> [Assignment]:
Please read the records below and return each line holding the string "within".

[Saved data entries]
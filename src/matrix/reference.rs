//! Reference implementation of semiring SpGEMM
//!
//! This provides a baseline for correctness testing. It walks the same
//! column-by-column fold order as the Gustavson kernel but uses a hashmap
//! accumulator and derives its own output pattern, so it shares neither the
//! symbolic pass nor the dense workspace with the code under test.

use std::collections::HashMap;

use crate::matrix::{ColumnLookup, SparseMatrixCSC, SparseMatrixView};
use crate::semiring::Semiring;

/// Performs C = A ⊕.⊗ B with a per-column hashmap accumulator
///
/// Products for C(i,j) are folded starting from `identity`, in ascending
/// order of k within B(:,j). The result is dense-indexed with rows sorted
/// within each column; every structurally reachable entry is kept, even if
/// its value equals the identity.
///
/// # Panics
///
/// Panics if `a.n_cols() != b.n_rows()`.
pub fn reference_spgemm<A, B, S>(
    a: SparseMatrixView<'_, A>,
    b: SparseMatrixView<'_, B>,
    semiring: &S,
) -> SparseMatrixCSC<S::Output>
where
    A: Copy,
    B: Copy,
    S: Semiring<A, B>,
{
    assert_eq!(
        a.n_cols(),
        b.n_rows(),
        "Matrix dimensions must be compatible for multiplication"
    );

    let n_rows = a.n_rows();
    let n_cols = b.n_cols();

    let mut col_ptr = Vec::with_capacity(n_cols + 1);
    let mut row_idx = Vec::new();
    let mut values = Vec::new();

    col_ptr.push(0);

    for j in 0..n_cols {
        let mut accum: HashMap<usize, S::Output> = HashMap::new();

        if let Some(b_range) = b.lookup(j) {
            for pb in b_range {
                let k = b.row_idx()[pb];
                let b_kj = b.values()[pb];

                let Some(a_range) = a.lookup(k) else {
                    continue;
                };
                for pa in a_range {
                    let i = a.row_idx()[pa];
                    let product = semiring.multiply(a.values()[pa], b_kj);
                    let slot = accum.entry(i).or_insert_with(|| semiring.identity());
                    *slot = semiring.add(*slot, product);
                }
            }
        }

        let mut col_entries: Vec<_> = accum.into_iter().collect();
        col_entries.sort_by_key(|&(row, _)| row);

        for (i, val) in col_entries {
            row_idx.push(i);
            values.push(val);
        }

        col_ptr.push(row_idx.len());
    }

    SparseMatrixCSC {
        n_rows,
        n_cols,
        col_ptr,
        row_idx,
        values,
    }
}
#[cfg(test)]
mod tests {
    use super::*;

    #[test]
    fn search_request_carries_upper_cased_codes() {
        let mut params = SearchFlightsParams::new("jfk", "lax", "2025-03-15");
        params.nonstop = true;
        let req = params.to_request();

        assert_eq!(req.path, FLIGHT_OFFERS_PATH);
        assert!(req.query.contains(&("originLocationCode".into(), "JFK".into())));
        assert!(req.query.contains(&("destinationLocationCode".into(), "LAX".into())));
        assert!(req.query.contains(&("nonStop".into(), "true".into())));
        assert!(req.query.contains(&("travelClass".into(), "ECONOMY".into())));
        assert!(!req.query.iter().any(|(k, _)| k == "returnDate"));
    }

    #[test]
    fn search_params_defaults_from_json() {
        let params: SearchFlightsParams = serde_json::from_value(json!({
            "origin": "JFK",
            "destination": "LAX",
            "departure_date": "2025-03-15",
            "travel_class": "business"
        }))
        .unwrap();

        assert_eq!(params.adults, 1);
        assert_eq!(params.max_results, 10);
        assert_eq!(params.travel_class, TravelClass::Business);
        assert!(!params.nonstop);
    }

    #[test]
    fn search_params_reject_bad_input() {
        let mut params = SearchFlightsParams::new("", "LAX", "2025-03-15");
        assert!(params.validate().is_err());

        params.origin = "JFK".into();
        params.return_date = Some("next week".into());
        assert!(params.validate().is_err());

        params.return_date = None;
        params.adults = 0;
        assert!(params.validate().is_err());
    }
}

> [Answer for this exercise]:
/// order of k within B(:,j). The result is dense-indexed with rows sorted
/// within each column; every structurally reachable entry is kept, even if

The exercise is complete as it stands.